Expressional Regulation of Cancer Metastasis Related Gene, MMP-9, by Resveratrol.
- Author:
Ju Hyung WOO
1
;
Young Ho KIM
;
Won Ki BAEK
;
Seong Il SUH
;
Min Ho SUH
;
Jong Wook PARK
;
Taeg Kyu KWON
Author Information
1. Department of Immunology School of Medicine, Keimyung University, Korea. kwontk@dsmc.or.kr
- Publication Type:Original Article
- Keywords:
Resveratrol;
MMP-9;
JNK;
AP1;
PMA
- MeSH:
Cytokines;
Endopeptidases;
Extracellular Matrix;
Matrix Metalloproteinases;
Neoplasm Metastasis*;
Phosphotransferases;
Protein Kinase C;
Response Elements;
RNA, Messenger;
Signal Transduction;
Tetradecanoylphorbol Acetate;
Transfection;
Vitis
- From:Journal of Bacteriology and Virology
2003;33(3):235-243
- CountryRepublic of Korea
- Language:Korean
-
Abstract:
Proteolytic degradation of the extracellular matrix and tumor metastasis correlate with the expression of endopeptidases known as matrix metalloproteinases (MMPs).

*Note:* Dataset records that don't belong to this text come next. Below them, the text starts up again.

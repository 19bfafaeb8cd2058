//! End-to-end tests against real kernel namespaces.
//!
//! Provisioning requires CAP_SYS_ADMIN/CAP_NET_ADMIN (typically root).
//! Every test consults the environment probe first and skips, rather than
//! fails, on hosts that cannot run the fixtures.

use std::fs::File;
use std::net::Ipv4Addr;
use std::os::fd::AsRawFd;
use std::sync::Once;

use futures_util::TryStreamExt;
use ipnetwork::Ipv4Network;
use netrig::{
    AddressError, NO_INTERFACE, NetNs, Readiness, RigError, VethPair, add_address,
    bind_to_interface, check_environment, create_socket, remove_address, resolve_ifname,
};
use nix::errno::Errno;
use nix::sys::socket::{
    AddressFamily, MsgFlags, SockaddrIn, bind, recvfrom, sendto, setsockopt, sockopt,
};
use nix::sys::time::TimeVal;

static INIT: Once = Once::new();

async fn ready() -> bool {
    INIT.call_once(|| {
        let _ = tracing_subscriber::fmt().with_test_writer().try_init();
    });
    let readiness = check_environment().await.expect("environment probe");
    if let Some(reason) = readiness.as_unsupported() {
        eprintln!("skipping: {reason}");
        return false;
    }
    true
}

/// Number of links visible in the namespace this test thread runs in.
async fn local_link_count() -> usize {
    let (connection, handle, _) = rtnetlink::new_connection().expect("netlink connection");
    tokio::spawn(connection);
    let mut links = handle.link().get().execute();
    let mut count = 0;
    while links.try_next().await.expect("link dump").is_some() {
        count += 1;
    }
    count
}

#[tokio::test]
async fn probe_reports_a_definite_answer() {
    INIT.call_once(|| {
        let _ = tracing_subscriber::fmt().with_test_writer().try_init();
    });
    // Whatever the privilege level, the probe must classify the host
    // rather than error out.
    match check_environment().await.expect("environment probe") {
        Readiness::Ready => {
            VethPair::create().await.expect("ready host must provision");
        }
        Readiness::Unsupported { reason } => assert!(!reason.is_empty()),
    }
}

#[tokio::test]
async fn veth_ends_have_distinct_identities() {
    if !ready().await {
        return;
    }

    let pair = VethPair::create().await.unwrap();
    assert_ne!(pair.parent.ifindex, NO_INTERFACE);
    assert_ne!(pair.child.ifindex, NO_INTERFACE);
    assert_ne!(
        pair.parent.mac.octets(),
        pair.child.mac.octets(),
        "the two ends must carry their own hardware addresses"
    );
}

#[tokio::test]
async fn sockets_are_scoped_to_their_namespace() {
    if !ready().await {
        return;
    }

    let pair = VethPair::create().await.unwrap();
    let parent_sock = create_socket(&pair.parent.netns, AddressFamily::Inet, NO_INTERFACE).unwrap();
    let child_sock = create_socket(&pair.child.netns, AddressFamily::Inet, NO_INTERFACE).unwrap();

    // Each socket resolves its own namespace's view of the index space.
    let parent_name = resolve_ifname(&parent_sock, pair.parent.ifindex).unwrap();
    let child_name = resolve_ifname(&child_sock, pair.child.ifindex).unwrap();
    assert!(parent_name.starts_with("vp-"), "got {parent_name}");
    assert!(child_name.starts_with("vc-"), "got {child_name}");
}

#[tokio::test]
async fn bind_restricts_and_sentinel_clears() {
    if !ready().await {
        return;
    }

    let pair = VethPair::create().await.unwrap();
    let sock = create_socket(&pair.parent.netns, AddressFamily::Inet, NO_INTERFACE).unwrap();

    bind_to_interface(&sock, pair.parent.ifindex).unwrap();
    let bound = nix::sys::socket::getsockopt(&sock, sockopt::BindToDevice).unwrap();
    let expected = resolve_ifname(&sock, pair.parent.ifindex).unwrap();
    assert_eq!(
        bound.to_string_lossy().trim_end_matches('\0'),
        expected,
        "both bind mechanisms must land on the same device"
    );

    bind_to_interface(&sock, NO_INTERFACE).unwrap();
    let cleared = nix::sys::socket::getsockopt(&sock, sockopt::BindToDevice).unwrap();
    assert!(cleared.to_string_lossy().trim_end_matches('\0').is_empty());
}

#[tokio::test]
async fn datagrams_cross_the_pair_both_ways() {
    if !ready().await {
        return;
    }

    let pair = VethPair::create().await.unwrap();
    let parent_net: Ipv4Network = "10.210.7.1/24".parse().unwrap();
    let child_net: Ipv4Network = "10.210.7.2/24".parse().unwrap();

    add_address(
        &pair.parent.netns,
        pair.parent.ifindex,
        parent_net.ip(),
        parent_net.prefix(),
    )
    .await
    .unwrap();
    add_address(
        &pair.child.netns,
        pair.child.ifindex,
        child_net.ip(),
        child_net.prefix(),
    )
    .await
    .unwrap();

    let sender = create_socket(&pair.parent.netns, AddressFamily::Inet, pair.parent.ifindex).unwrap();
    let receiver = create_socket(&pair.child.netns, AddressFamily::Inet, pair.child.ifindex).unwrap();

    let timeout = TimeVal::new(3, 0);
    setsockopt(&sender, sockopt::ReceiveTimeout, &timeout).unwrap();
    setsockopt(&receiver, sockopt::ReceiveTimeout, &timeout).unwrap();

    let dest = SockaddrIn::new(10, 210, 7, 2, 47119);
    bind(receiver.as_raw_fd(), &dest).unwrap();

    sendto(sender.as_raw_fd(), b"ping", &dest, MsgFlags::empty()).unwrap();

    let mut buf = [0u8; 16];
    let (len, from) = recvfrom::<SockaddrIn>(receiver.as_raw_fd(), &mut buf).unwrap();
    assert_eq!(&buf[..len], b"ping");

    // And back again, to the sender's source address.
    let from = from.expect("datagram carries a source address");
    sendto(receiver.as_raw_fd(), b"pong", &from, MsgFlags::empty()).unwrap();
    let (len, _) = recvfrom::<SockaddrIn>(sender.as_raw_fd(), &mut buf).unwrap();
    assert_eq!(&buf[..len], b"pong");
}

#[tokio::test]
async fn address_add_remove_round_trips() {
    if !ready().await {
        return;
    }

    let pair = VethPair::create().await.unwrap();
    let addr = Ipv4Addr::new(192, 0, 2, 1);

    add_address(&pair.parent.netns, pair.parent.ifindex, addr, 28)
        .await
        .unwrap();

    // A second add of the same tuple must surface the kernel's EEXIST.
    let err = add_address(&pair.parent.netns, pair.parent.ifindex, addr, 28)
        .await
        .unwrap_err();
    assert_eq!(err.kernel_code(), Some(Errno::EEXIST));

    remove_address(&pair.parent.netns, pair.parent.ifindex, addr, 28)
        .await
        .unwrap();

    // Gone again: removing once more reports not-present.
    let err = remove_address(&pair.parent.netns, pair.parent.ifindex, addr, 28)
        .await
        .unwrap_err();
    assert!(matches!(
        err,
        RigError::Address(AddressError::NotPresent { .. })
    ));
}

#[tokio::test]
async fn remove_respects_the_prefix_length() {
    if !ready().await {
        return;
    }

    let pair = VethPair::create().await.unwrap();
    let addr = Ipv4Addr::new(192, 0, 2, 17);

    add_address(&pair.parent.netns, pair.parent.ifindex, addr, 24)
        .await
        .unwrap();

    // Same address, different prefix: not the binding we created.
    let err = remove_address(&pair.parent.netns, pair.parent.ifindex, addr, 16)
        .await
        .unwrap_err();
    assert!(matches!(
        err,
        RigError::Address(AddressError::NotPresent { .. })
    ));

    remove_address(&pair.parent.netns, pair.parent.ifindex, addr, 24)
        .await
        .unwrap();
}

#[tokio::test]
async fn failed_move_unwinds_without_leaking() {
    if !ready().await {
        return;
    }

    let before = local_link_count().await;

    // A descriptor that is not a network namespace makes the move step
    // fail after the pair has been created.
    let bogus = NetNs::from_fd(File::open("/dev/null").unwrap().into());
    let err = VethPair::create_in(&bogus).await.unwrap_err();
    assert!(
        err.kernel_code().is_some(),
        "primary kernel error must survive the rollback: {err}"
    );

    // Nothing new may be reachable from the namespace we run in.
    let after = local_link_count().await;
    assert_eq!(before, after);
}

#[tokio::test]
async fn current_namespace_handle_scopes_sockets() {
    if !ready().await {
        return;
    }

    // A handle to the namespace we already run in behaves like any other.
    let host = NetNs::current().unwrap();
    let sock = create_socket(&host, AddressFamily::Inet, NO_INTERFACE).unwrap();
    assert_eq!(resolve_ifname(&sock, 1).unwrap(), "lo");
}

#[tokio::test]
async fn child_end_lands_in_a_supplied_namespace() {
    if !ready().await {
        return;
    }

    let existing = NetNs::create().await.unwrap();
    let pair = VethPair::create_in(&existing).await.unwrap();

    let sock = create_socket(&existing, AddressFamily::Inet, NO_INTERFACE).unwrap();
    let name = resolve_ifname(&sock, pair.child.ifindex).unwrap();
    assert!(name.starts_with("vc-"), "got {name}");
}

Expression of MMPs is regulated by cytokines and signal transduction pathways including those activated by phorbol myristate acetate (PMA). We found that resveratrol, a phytoalexin present in grapes, significantly inhibits the PMA-induced increase of MMP-9 expression and activity. These effects of resveratrol were dose-dependent and correlated with the suppression of MMP-9 mRNA expression levels. PMA caused a 23-fold increase in MMP-9 promoter activity, which was suppressed by resveratrol. Transient transfection by MMP-9 constructs, in which specific transcriptional factors were mutagenized, indicated that the effects of PMA and resveratrol were mediated via AP1 and NFkB response elements. Resveratrol inhibited PMA-mediated activation of c-Jun Nterminal kinase (JNK) and protein kinase C (PKC)-delta activation. Therefore, we conclude that the inhibitory activities of resveratrol on MMP-9, JNK, and PKC-delta may have therapeutic potential for controlling growth and invasiveness of tumors.